# Slow loris



## Exzhal (Jul 13, 2012)

Does anyone keep these? I've been looking into getting one but not been able to find any breeders and minimal information on the care sheets I've found online. Any info or book recommendations would be great :2thumb: I have read a lot of mixed information about their availability and even if they're legal to keep as pets or not too so an answer on that as well would be nice.

Failing these there are a few other exotics I am looking in to. Mainly kept reptiles over the years but wanting something a little different this time.


----------



## mrcriss (Nov 2, 2010)

Exzhal said:


> Does anyone keep these? I've been looking into getting one but not been able to find any breeders and minimal information on the care sheets I've found online. Any info or book recommendations would be great :2thumb: I have read a lot of mixed information about their availability and even if they're legal to keep as pets or not too so an answer on that as well would be nice.
> 
> Failing these there are a few other exotics I am looking in to. Mainly kept reptiles over the years but wanting something a little different this time.


One person does successfully keep them on here.

However, they're so rare, and have such problems with over-collecting/teeth pulling etc, that it's best you give up your search and look for something else. You won't find any for sale, and if you do they probably won't be legal. Best to leave them where they are.:2thumb:


----------



## bloodpython22 (Feb 19, 2010)

Yes there is a few keepers of these in uk and i know
1 breeds them and does have babys forsale now and then but not cheap


----------



## mrcriss (Nov 2, 2010)

But surely the clue is in the OP's statement "looking into getting *one*".

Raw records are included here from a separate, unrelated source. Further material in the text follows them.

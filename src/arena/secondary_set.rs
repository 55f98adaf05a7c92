//======---------------------------------------------------------------======//
//                                                                           //
// Copyright 2022-2023 Evan Cox <evanacox00@gmail.com>. All rights reserved. //
//                                                                           //
// Use of this source code is governed by a BSD-style license that can be    //
// found in the LICENSE.txt file at the root of this project, or at the      //
// following link: https://opensource.org/licenses/BSD-3-Clause              //
//                                                                           //
//======---------------------------------------------------------------======//

use crate::arena::{ArenaKey, ArenaMap};
use smallbitvec::{sbvec, SmallBitVec};
use std::fmt;
use std::fmt::{Debug, Formatter};
use std::marker::PhantomData;

/// A dense set of keys from some primary [`ArenaMap`], one bit per key.
///
/// This is the visited-set of the block walkers: block keys are small and
/// contiguous, so a bitset beats hashing them.
///
/// ```
/// # use garnet::arena_key;
/// # use garnet::arena::*;
/// arena_key! { struct Key; }
/// let mut map = ArenaMap::default();
/// let k1: Key = map.insert(15);
/// let k2 = map.insert(20);
/// let mut seen = SecondarySet::with_primary(&map);
///
/// assert!(!seen.insert(k2));
/// assert!(seen.contains(k2));
/// assert!(!seen.contains(k1));
/// ```
#[derive(Clone)]
pub struct SecondarySet<K: ArenaKey> {
    bits: SmallBitVec,
    cardinality: usize,
    _unused: PhantomData<fn() -> K>,
}

impl<K: ArenaKey> SecondarySet<K> {
    /// Creates an empty set.
    pub fn new() -> Self {
        Self {
            bits: SmallBitVec::default(),
            cardinality: 0,
            _unused: PhantomData,
        }
    }

    /// Creates an empty set sized for the keys of `primary`.
    pub fn with_primary<T>(primary: &ArenaMap<K, T>) -> Self {
        Self {
            bits: sbvec![false; primary.len()],
            cardinality: 0,
            _unused: PhantomData,
        }
    }

    /// Returns the number of keys in the set.
    pub fn cardinality(&self) -> usize {
        self.cardinality
    }

    /// Returns if the set is completely empty.
    pub fn is_empty(&self) -> bool {
        self.cardinality == 0
    }

    /// Returns whether or not a key is present in the set.
    pub fn contains(&self, key: K) -> bool {
        // keys past the end were never inserted
        self.bits.get(key.key_index()).unwrap_or(false)
    }

    /// Inserts a key into the set, returns whether the key was in the set
    /// prior to insertion.
    pub fn insert(&mut self, key: K) -> bool {
        let idx = key.key_index();

        if idx >= self.bits.len() {
            self.bits.resize(idx + 1, false);
        }

        let old = self.bits[idx];

        self.cardinality += !old as usize;
        self.bits.set(idx, true);

        old
    }

    /// Removes a key from the set, returns whether the key was present.
    pub fn remove(&mut self, key: K) -> bool {
        let idx = key.key_index();

        if idx >= self.bits.len() {
            return false;
        }

        let old = self.bits[idx];

        self.cardinality -= old as usize;
        self.bits.set(idx, false);

        old
    }

    /// Iterates over the keys in the set in increasing order.
    pub fn keys(&self) -> impl Iterator<Item = K> + '_ {
        self.bits
            .iter()
            .enumerate()
            .filter(|(_, present)| *present)
            .map(|(i, _)| K::key_new(i))
    }
}

impl<K: ArenaKey> Default for SecondarySet<K> {
    fn default() -> Self {
        Self::new()
    }
}

impl<K: ArenaKey> Debug for SecondarySet<K> {
    fn fmt(&self, f: &mut Formatter<'_>) -> fmt::Result {
        write!(f, "SecondarySet ")?;

        f.debug_list().entries(self.keys()).finish()
    }
}

#[cfg(test)]
mod tests {
    use super::*;
    use crate::dense_arena_key;

    dense_arena_key! { struct E; }

    #[test]
    fn insert_past_end_grows() {
        let mut set = SecondarySet::<E>::new();

        assert!(!set.insert(E::key_new(9)));
        assert!(set.insert(E::key_new(9)));
        assert!(!set.contains(E::key_new(8)));
        assert!(!set.contains(E::key_new(100)));
        assert_eq!(set.cardinality(), 1);
    }

    #[test]
    fn remove_and_keys() {
        let mut set = SecondarySet::<E>::new();

        set.insert(E::key_new(0));
        set.insert(E::key_new(3));
        set.insert(E::key_new(5));

        assert!(set.remove(E::key_new(3)));
        assert!(!set.remove(E::key_new(3)));
        assert!(!set.remove(E::key_new(42)));

        let keys: Vec<E> = set.keys().collect();

        assert_eq!(keys, [E::key_new(0), E::key_new(5)]);
        assert_eq!(format!("{set:?}"), "SecondarySet [E(0), E(5)]");
    }
}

Animals as rare as slow loris shouldn't be kept singly. The keeper has a responsibility to try breed them in my opinion. The keeping of just one is another nail in the coffin of a struggling species.....might aswell parade it around from bar to bar in the Med for photo opportunities with drunken tourists.


----------



## 5plusmany (Sep 29, 2011)

mrcriss said:


> But surely the clue is in the OP's statement "looking into getting *one*".
> 
> Animals as rare as slow loris shouldn't be kept singly. * The keeper has a responsibility to try breed them in my opinion. The keeping of just one is another nail in the coffin of a struggling species*.....might aswell parade it around from bar to bar in the Med for photo opportunities with drunken tourists.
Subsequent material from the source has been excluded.